▶ _Extracted information_

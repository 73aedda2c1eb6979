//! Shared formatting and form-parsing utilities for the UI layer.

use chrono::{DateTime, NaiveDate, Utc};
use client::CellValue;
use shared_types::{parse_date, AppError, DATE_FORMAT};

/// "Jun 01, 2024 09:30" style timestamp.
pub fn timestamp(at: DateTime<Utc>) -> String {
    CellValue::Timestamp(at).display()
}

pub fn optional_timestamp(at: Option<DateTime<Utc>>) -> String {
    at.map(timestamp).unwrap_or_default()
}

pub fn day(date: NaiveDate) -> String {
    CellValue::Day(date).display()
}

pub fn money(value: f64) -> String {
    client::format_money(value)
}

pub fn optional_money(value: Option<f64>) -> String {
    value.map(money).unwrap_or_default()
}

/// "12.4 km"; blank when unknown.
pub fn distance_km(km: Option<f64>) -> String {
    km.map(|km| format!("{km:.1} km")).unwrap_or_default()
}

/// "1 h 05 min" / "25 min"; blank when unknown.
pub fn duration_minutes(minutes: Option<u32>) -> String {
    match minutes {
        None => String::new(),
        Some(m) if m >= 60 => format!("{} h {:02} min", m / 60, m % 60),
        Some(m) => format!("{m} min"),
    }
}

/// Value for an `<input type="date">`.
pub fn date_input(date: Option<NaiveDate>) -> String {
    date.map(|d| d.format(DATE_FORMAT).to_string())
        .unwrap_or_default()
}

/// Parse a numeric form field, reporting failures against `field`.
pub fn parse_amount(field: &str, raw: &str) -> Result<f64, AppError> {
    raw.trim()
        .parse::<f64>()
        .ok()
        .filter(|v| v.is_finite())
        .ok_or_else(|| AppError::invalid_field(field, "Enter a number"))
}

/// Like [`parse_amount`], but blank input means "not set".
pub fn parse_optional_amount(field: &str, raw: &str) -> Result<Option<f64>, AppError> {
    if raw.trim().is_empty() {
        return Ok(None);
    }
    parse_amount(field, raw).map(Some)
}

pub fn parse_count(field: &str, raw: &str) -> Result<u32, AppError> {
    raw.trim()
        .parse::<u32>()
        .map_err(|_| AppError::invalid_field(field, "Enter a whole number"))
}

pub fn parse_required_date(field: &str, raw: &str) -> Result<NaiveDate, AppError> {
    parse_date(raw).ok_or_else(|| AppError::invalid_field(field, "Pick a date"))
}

▶ _Task objective_
Reproduce, word for word, all of the entries above.

▶ _Result of this exercise_
repository 73aedda2c1eb6979
//! Shared formatting and form-parsing utilities for the UI layer.

use chrono::{DateTime, NaiveDate, Utc};
use client::CellValue;
use shared_types::{parse_date, AppError, DATE_FORMAT};

/// "Jun 01, 2024 09:30" style timestamp.
pub fn timestamp(at: DateTime<Utc>) -> String {
    CellValue::Timestamp(at).display()
}

pub fn optional_timestamp(at: Option<DateTime<Utc>>) -> String {
    at.map(timestamp).unwrap_or_default()
}

pub fn day(date: NaiveDate) -> String {
    CellValue::Day(date).display()
}

pub fn money(value: f64) -> String {
    client::format_money(value)
}

pub fn optional_money(value: Option<f64>) -> String {
    value.map(money).unwrap_or_default()
}

/// "12.4 km"; blank when unknown.
pub fn distance_km(km: Option<f64>) -> String {
    km.map(|km| format!("{km:.1} km")).unwrap_or_default()
}

/// "1 h 05 min" / "25 min"; blank when unknown.
pub fn duration_minutes(minutes: Option<u32>) -> String {
    match minutes {
        None => String::new(),
        Some(m) if m >= 60 => format!("{} h {:02} min", m / 60, m % 60),
        Some(m) => format!("{m} min"),
    }
}

/// Value for an `<input type="date">`.
pub fn date_input(date: Option<NaiveDate>) -> String {
    date.map(|d| d.format(DATE_FORMAT).to_string())
        .unwrap_or_default()
}

/// Parse a numeric form field, reporting failures against `field`.
pub fn parse_amount(field: &str, raw: &str) -> Result<f64, AppError> {
    raw.trim()
        .parse::<f64>()
        .ok()
        .filter(|v| v.is_finite())
        .ok_or_else(|| AppError::invalid_field(field, "Enter a number"))
}

/// Like [`parse_amount`], but blank input means "not set".
pub fn parse_optional_amount(field: &str, raw: &str) -> Result<Option<f64>, AppError> {
    if raw.trim().is_empty() {
        return Ok(None);
    }
    parse_amount(field, raw).map(Some)
}

pub fn parse_count(field: &str, raw: &str) -> Result<u32, AppError> {
    raw.trim()
        .parse::<u32>()
        .map_err(|_| AppError::invalid_field(field, "Enter a whole number"))
}

pub fn parse_required_date(field: &str, raw: &str) -> Result<NaiveDate, AppError> {
    parse_date(raw).ok_or_else(|| AppError::invalid_field(field, "Pick a date"))
}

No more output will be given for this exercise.